Quem somos

A USINA, IDEIAS E PROJETOS Ltda. – EPP foi fundada em 1986 quando adotou como missão atuar na realização de projetos e serviços de planejamento nas áreas de comunicação e marketing.

Naquele momento, a proposta iluminava sua atuação para potencializar a visão das organizações frente a seu público, e com isso, colaborar para que mais pessoas passassem a fazer parte nos processos de mudança necessários para alterar a realidade das organizações sociais, públicas e privadas.

Nesse momento da história do Brasil, surgiam os marcos de um Estado Democrático de Direito com protagonismo de setores excluídos dos processos de participação social, política e econômica do país. O empreendedorismo econômico e social represado, foi aos poucos se soltando das amarras e promovendo possibilidades de mudança em diferentes campos da sociedade.

A forma de realizar a gestão do trabalho, também foi se alterando ao longo do tempo. O último quarto do século XX foram tributários do modelo fordista e taylorista de gestão que ramificou-se em diferentes espaços, construindo estruturas na cultura organizacional das empresas e de outras instituições sociais, onde se realiza a gestão do trabalho.

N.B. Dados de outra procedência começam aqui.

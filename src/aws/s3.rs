use super::{sdk_error, AwsContext};
use crate::storage::BlobStore;
use async_trait::async_trait;
use aws_sdk_s3::error::ProvideErrorMetadata;
use bytes::Bytes;
use std::sync::Arc;
use subflow_common::{Error, Result};

/// Object reads through S3 `GetObject`.
pub struct S3BlobStore {
    aws: Arc<AwsContext>,
}

impl S3BlobStore {
    pub fn new(aws: Arc<AwsContext>) -> Self {
        Self { aws }
    }
}

#[async_trait]
impl BlobStore for S3BlobStore {
    async fn read(&self, bucket: &str, key: &str) -> Result<Option<Bytes>> {
        tracing::debug!("Reading s3://{}/{}", bucket, key);
        let client = self.aws.s3().await;

        let output = match client.get_object().bucket(bucket).key(key).send().await {
            Ok(output) => output,
            Err(err) => {
                let missing = err
                    .as_service_error()
                    .map(|e| e.is_no_such_key())
                    .unwrap_or(false)
                    || matches!(err.code(), Some("NoSuchKey") | Some("NotFound"));
                if missing {
                    return Ok(None);
                }
                return Err(sdk_error("s3", err));
            }
        };

        let data = output
            .body
            .collect()
            .await
            .map_err(|e| Error::collaborator("s3", "ReadFailed", e.to_string()))?;
        Ok(Some(data.into_bytes()))
    }
}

Este modelo organizacional cristalizou-se no mecanismo de regulação do trabalho, pelo mando e controle, potencializado por processos políticos e sociais autoritários, instalados na América Latina a partir da metade do século XX.  A figura que melhor se assemelha a este comportamento é a do gerente capataz. Nesta forma de atuar, o caráter do mando e controle se estabelece para atingir o máximo do desempenho das pessoas e das equipes, sem preocupação com os danos.

A emocionalidade presente neste contexto de gestão, é o medo! Medo de punições e até mesmo da demissão e desligamento do trabalho. A pressão da autoridade ameaçadora, se estabelece desde o chão da fábrica até os setores diretivos, numa hierarquia organizacional rígida, com pouca ou nenhuma mudança interna.

As pessoas que participam de organizações estruturadas nesta dinâmica, não raro, desenvolvem mecanismos de defesa, escondendo ou camuflando informações e potencialidades num clima de permanente disputas e desconfiança. Este tipo de organização tem encontrado maior dificuldade de atingir seus resultados e, quando não os atinge, ao invés de rever seus métodos, criam mecanismos para aprofundar os controles e a hierarquia.

No primeiro quarto do século XXI estas estruturas ainda se mantêm nos espaços organizacionais, e experimentam uma profunda crise, pois não logram ter os êxitos que tiveram no passado. Estão em movimento profundas mudança de comportamento nos fenômenos gerenciais que ocorrem nos espaços de gestão de instituições públicas, privadas e sociais.

Nos dias de hoje, é mais comum encontrarmos sistemas de regulação pela autonomia da responsabilidade de quem executa a ação, não mais pelo mando e controle. Esta autonomia adota como ponto de partida o patamar mínimo de conhecimento das pessoas, para qualificá-la na oferta de seu melhor potencial.

A base emocional deste novo modelo substitui o medo, pela confiança, a postura de gerente capataz pela postura da liderança. Estruturas organizacionais que antes eram verticais, se horizontalizam e se toram flexíveis, e nos melhores modelos a visão de futuro não é a criação de uma marca, mas da aprendizagem organizacional, para lidar com as constantes mudanças que experimentamos neste primeiro quarto de século XXI e tendem aprofundar-se ainda mais no futuro próximo.

Os desafios de transformar estes paradigmas requer rupturas nas estruturas erguidas pelo modelo fordista e taylorista. Nós queremos fazer parte destas mudanças, construindo patamares crescentes de autonomia e confiança nas pessoas e organizações, para que  logrem cada vez mais resultados, na missão,  visão de futuro e objetivos estratégicos.

Como empresa de assessoria e consultoria que atua no desenvolvimento dr pessoas e processos para a gestão estratégica, é importante frisar que o resultado do nosso trabalho depende do grau de clareza que os clientes possuem sobre si, sobre a forma como se organizam para compreender a realidade, como projetam sua atuação no mundo e que resultados querem promover.

Mas também, e sobretudo, depende do comprometimento da organização, seu corpo dirigente e técnico com a abertura para a aprendizagem pessoal e coletiva, sem a qual, não há novas formas de atuar, nem mudanças sistêmicas, estruturais ou inovação de resultados. Aprender a aprender é a competência mais importante que carregamos para a vida.